It's not like there aren't historical parallels
http://en.wikipedia.org/wiki/Controversies_about_the_word_%22niggardly%22#David_Howard_incident"Niggardly" (noun: "niggard") is an adjective meaning "stingy" or "miserly", perhaps related to the Old Norse verb nigla = "to fuss about small matters". It is cognate with "niggling", meaning "petty" or "unimportant", as in "the niggling details".
On January 15, 1999, David Howard, a white aide to Anthony A. Williams, the black mayor of Washington, D.C., used the word in reference to a budget. This apparently upset one of his black colleagues (identified by Howard as Marshall Brown), who interpreted it as a racial slur and lodged a complaint. As a result, on January 25 Howard tendered his resignation, and Williams accepted it.
Shortly after the Washington incident, another controversy erupted over the use of the word at the University of Wisconsin, Madison. At a February meeting of the Faculty Senate, a junior English major and vice chairwoman of the Black Student Union told the group how a professor teaching Chaucer had used the word niggardly. The student later said she was unaware of the related Washington, D.C. controversy that came to light just the week before.
She said the professor continued to use the word even after she told him that she was offended. "I was in tears, shaking," she told the faculty. "It's not up to the rest of the class to decide whether my feelings are valid."In late January or early February 2002, a white fourth-grade teacher in Wilmington, North Carolina was formally reprimanded for teaching the word and told to attend sensitivity training. The teacher, Stephanie Bell, said she used "niggardly" during a discussion about literary characters. Parent Akwana Walker, who is black, protested the use of the word, saying it offended her because it sounds similar to a racial slur.

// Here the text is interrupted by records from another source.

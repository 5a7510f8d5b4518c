//! Cascade step execution.
//!
//! A step propagates one release branch into the next:
//! 1. Look for an open PR with the same head and base (idempotency guard)
//! 2. Open a PR from head into base
//! 3. Merge it with a merge commit
//! 4. Report the result on the originating request
//!
//! A step creates at most one PR, performs at most one merge, and posts at
//! most one comment.

use thiserror::Error;
use tracing::{error, info, instrument, warn};

use crate::effects::{GitHubEffect, GitHubInterpreter, GitHubResponse, MergeMethod};
use crate::status::{format_pr_body, format_pr_title, format_step_failure, format_step_success};
use crate::types::{CascadeStep, PrNumber, StepOutcome};

/// Context shared by every step of a run.
#[derive(Debug, Clone)]
pub struct StepContext {
    /// The request that triggered the run; receives status comments.
    pub origin_pr: PrNumber,
}

impl StepContext {
    pub fn new(origin_pr: PrNumber) -> Self {
        StepContext { origin_pr }
    }
}

/// Errors that abort a step outright (as opposed to outcomes it reports).
#[derive(Debug, Error)]
pub enum StepError {
    /// A hosting API call other than the merge failed.
    #[error("{effect} failed during {step}: {source}")]
    Api {
        effect: &'static str,
        step: CascadeStep,
        #[source]
        source: Box<dyn std::error::Error + Send + Sync>,
    },

    /// The collaborator answered with the wrong response type.
    #[error("unexpected response to {effect} during {step}: {response:?}")]
    UnexpectedResponse {
        effect: &'static str,
        step: CascadeStep,
        response: Box<GitHubResponse>,
    },

    /// The merge failed and the comment reporting it could not be posted.
    #[error("merge of {pr} failed during {step}: {reason}; reporting it also failed: {source}")]
    FailureNotReported {
        step: CascadeStep,
        pr: PrNumber,
        reason: String,
        #[source]
        source: Box<StepError>,
    },
}

/// Executes one cascade step.
///
/// Returns `ConflictExists` without creating anything if an open PR for the
/// pair already exists. A rejected merge is reported on the originating
/// request and returned as `MergeFailed`; it is not retried. Any other API
/// failure is returned as a `StepError`.
#[instrument(skip(github, ctx), fields(head = %step.head, base = %step.base, origin = %ctx.origin_pr))]
pub async fn execute_step<G>(
    github: &G,
    ctx: &StepContext,
    step: &CascadeStep,
) -> Result<StepOutcome, StepError>
where
    G: GitHubInterpreter,
{
    let existing = match call(
        github,
        step,
        GitHubEffect::ListOpenPrs {
            head: step.head.clone(),
            base: step.base.clone(),
        },
    )
    .await?
    {
        GitHubResponse::PrList(prs) => prs,
        other => return Err(unexpected("list_open_prs", step, other)),
    };

    if !existing.is_empty() {
        let numbers: Vec<String> = existing.iter().map(ToString::to_string).collect();
        warn!(
            existing = %numbers.join(", "),
            "Open cascade pull request already exists; refusing to create another"
        );
        return Ok(StepOutcome::ConflictExists { existing });
    }

    let pr = match call(
        github,
        step,
        GitHubEffect::CreatePr {
            head: step.head.clone(),
            base: step.base.clone(),
            title: format_pr_title(step),
            body: format_pr_body(step, ctx.origin_pr),
        },
    )
    .await?
    {
        GitHubResponse::PrCreated(pr) => pr,
        other => return Err(unexpected("create_pr", step, other)),
    };
    info!(pr = %pr.number, "Created cascade pull request");

    let merge = github
        .interpret(GitHubEffect::MergePr {
            pr: pr.number,
            method: MergeMethod::Merge,
        })
        .await;

    match merge {
        Ok(GitHubResponse::Merged { sha }) => {
            info!(pr = %pr.number, sha = %sha.short(), "Merged cascade pull request");
            post_comment(github, ctx, step, format_step_success(step, &pr)).await?;
            Ok(StepOutcome::Merged { pr })
        }
        Ok(other) => Err(unexpected("merge_pr", step, other)),
        Err(e) => {
            let reason = e.to_string();
            error!(pr = %pr.number, error = %reason, "Merge of cascade pull request failed");
            match post_comment(github, ctx, step, format_step_failure(step, &pr, &reason)).await {
                Ok(()) => Ok(StepOutcome::MergeFailed { pr, reason }),
                Err(source) => Err(StepError::FailureNotReported {
                    step: step.clone(),
                    pr: pr.number,
                    reason,
                    source: Box::new(source),
                }),
            }
        }
    }
}

async fn post_comment<G>(
    github: &G,
    ctx: &StepContext,
    step: &CascadeStep,
    body: String,
) -> Result<(), StepError>
where
    G: GitHubInterpreter,
{
    match call(
        github,
        step,
        GitHubEffect::PostComment {
            pr: ctx.origin_pr,
            body,
        },
    )
    .await?
    {
        GitHubResponse::CommentPosted { .. } => Ok(()),
        other => Err(unexpected("post_comment", step, other)),
    }
}

/// Interprets an effect, attributing any failure to the step.
async fn call<G>(
    github: &G,
    step: &CascadeStep,
    effect: GitHubEffect,
) -> Result<GitHubResponse, StepError>
where
    G: GitHubInterpreter,
{
    let name = effect.name();
    github
        .interpret(effect)
        .await
        .map_err(|e| StepError::Api {
            effect: name,
            step: step.clone(),
            source: Box::new(e),
        })
}

fn unexpected(effect: &'static str, step: &CascadeStep, response: GitHubResponse) -> StepError {
    StepError::UnexpectedResponse {
        effect,
        step: step.clone(),
        response: Box::new(response),
    }
}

Dennis Boaz, a history teacher, sued the administrators of the Mendocino County Office of Education for defamation. Mr. Boaz, who was bargaining for Ukiah schoolteachers, wrote a letter saying that the "tenor of the negotiation tactics of the district office has become increasingly negative and niggardly." The response was a memo from one defendant of the lawsuit that implied that Boaz was racist, and a letter co-signed by the other defendant and nine other individuals in the Mendocino County school system stating that Boaz's comments were "racially charged and show a complete lack of respect and integrity toward Dr. Nash, Ukiah Unified District Superintendent," who is black.
At some point before the Washington, D.C., incident (of early 1999), The Dallas Morning News had banned the use of the word after its use in a restaurant review had raised complaints.
Why not use a word that's less likely to generate hurt feelings, even if it's a misunderstanding?